The first article of hopefully many more to come is about, you guessed it, profiling & optimization.

Boosts appreciated!

https://rovarma.com/articles/optimizing-libdwarf-eh-frame-enumeration/

Optimizing libdwarf .eh_frame enumeration | Ritesh Oedayrajsingh Varma

For the Linux version of Superluminal we rely on unwind information stored in the .eh_frame section in a binary to perform stack unwinding. We’ll go over optimizations we made to libdwarf that greatly improve the performance of retrieving this information.

@rovarma eeek, I seem to miss some basis to be able to read through 😅

If you don't have a next topic already planned, you could write a crash course for people like me!
I'll read the next post anyway tho, so great that you've started this! 💜

@iralmeida what did you struggle the most with? I think I know, but would be good to know for sure :-)
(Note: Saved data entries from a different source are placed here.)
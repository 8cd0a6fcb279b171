// SPDX-FileCopyrightText: 2026 Zapdesk Contributors
// SPDX-License-Identifier: MIT OR Apache-2.0

//! File extension resolution for attachments.

/// Known MIME types and the extension files are stored under.
const MIME_EXTENSIONS: &[(&str, &str)] = &[
    ("image/jpeg", "jpg"),
    ("image/jpg", "jpg"),
    ("image/png", "png"),
    ("image/gif", "gif"),
    ("image/webp", "webp"),
    ("audio/ogg", "ogg"),
    ("audio/mpeg", "mp3"),
    ("audio/mp3", "mp3"),
    ("audio/mp4", "m4a"),
    ("audio/aac", "aac"),
    ("audio/amr", "amr"),
    ("audio/wav", "wav"),
    ("video/mp4", "mp4"),
    ("video/3gpp", "3gp"),
    ("video/quicktime", "mov"),
    ("video/webm", "webm"),
    ("application/pdf", "pdf"),
    ("application/msword", "doc"),
    (
        "application/vnd.openxmlformats-officedocument.wordprocessingml.document",
        "docx",
    ),
    ("application/vnd.ms-excel", "xls"),
    (
        "application/vnd.openxmlformats-officedocument.spreadsheetml.sheet",
        "xlsx",
    ),
    ("application/zip", "zip"),
    ("text/plain", "txt"),
    ("text/csv", "csv"),
];

/// Extension for an attachment: MIME table, then the filename, then `bin`.
///
/// MIME parameters (`audio/ogg; codecs=opus`) are ignored.
pub fn extension_for(mime_type: Option<&str>, filename: Option<&str>) -> String {
    if let Some(mime) = mime_type {
        let essence = mime.split(';').next().unwrap_or_default().trim();
        if let Some((_, ext)) = MIME_EXTENSIONS
            .iter()
            .find(|(known, _)| known.eq_ignore_ascii_case(essence))
        {
            return (*ext).to_string();
        }
    }

    filename
        .and_then(|name| name.rsplit_once('.'))
        .map(|(_, ext)| ext.to_ascii_lowercase())
        .filter(|ext| !ext.is_empty() && ext.len() <= 8 && ext.chars().all(|c| c.is_ascii_alphanumeric()))
        .unwrap_or_else(|| "bin".to_string())
}

/// MIME type declared by a `data:` URI, if any.
pub fn data_uri_mime(data: &str) -> Option<&str> {
    let rest = data.strip_prefix("data:")?;
    let (header, _) = rest.split_once(',')?;
    let mime = header.split(';').next()?;
    (!mime.is_empty()).then_some(mime)
}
@rovarma I'm not too sure actually!

Most of the things (dwarf, rax etc) I have heard about before, the eh_frame I hadn't, so I learned sth! :D
I got some more understanding from the linked article with "more details", so I think I may be too fuzzy about stack frames, the structure of binaries and how do debug symbols really work. Then I'm trying to decode rather than reading the articles because I'm trying to piece together the context/domain of the optimization.
Does it match your guess?

@rovarma I spent the day revisiting how computers work, it was too fuzzy! 🙈

Thankfully I got @brendangregg 's Systems Performance book to the rescue (thx!) plus some intel processor manual. so now I got +1 wisdom for stack frames and traces 🥳

But I got to say, I find it really complicated regarding differences between architectures and the frame pointer being optional and the different methods for stack walking.

@rovarma I didn't get into DWARF and never worked with C++ exceptions, so I haven't put much thought to the runtime machinery it needs. 🤷‍♀️

That said, I tried reading the article again. And success!

There is no need to understand a stack frame and why the bytecode is like that, since you give it as a given that Superluminal's sampling relies on the data as is. It's about doing it faster, not different and the optz story and thought process are super nice to follow!

@rovarma Awesome work with the PRs and awesome wizardry in knowing how to optimize this kind of stuff! 🧙✨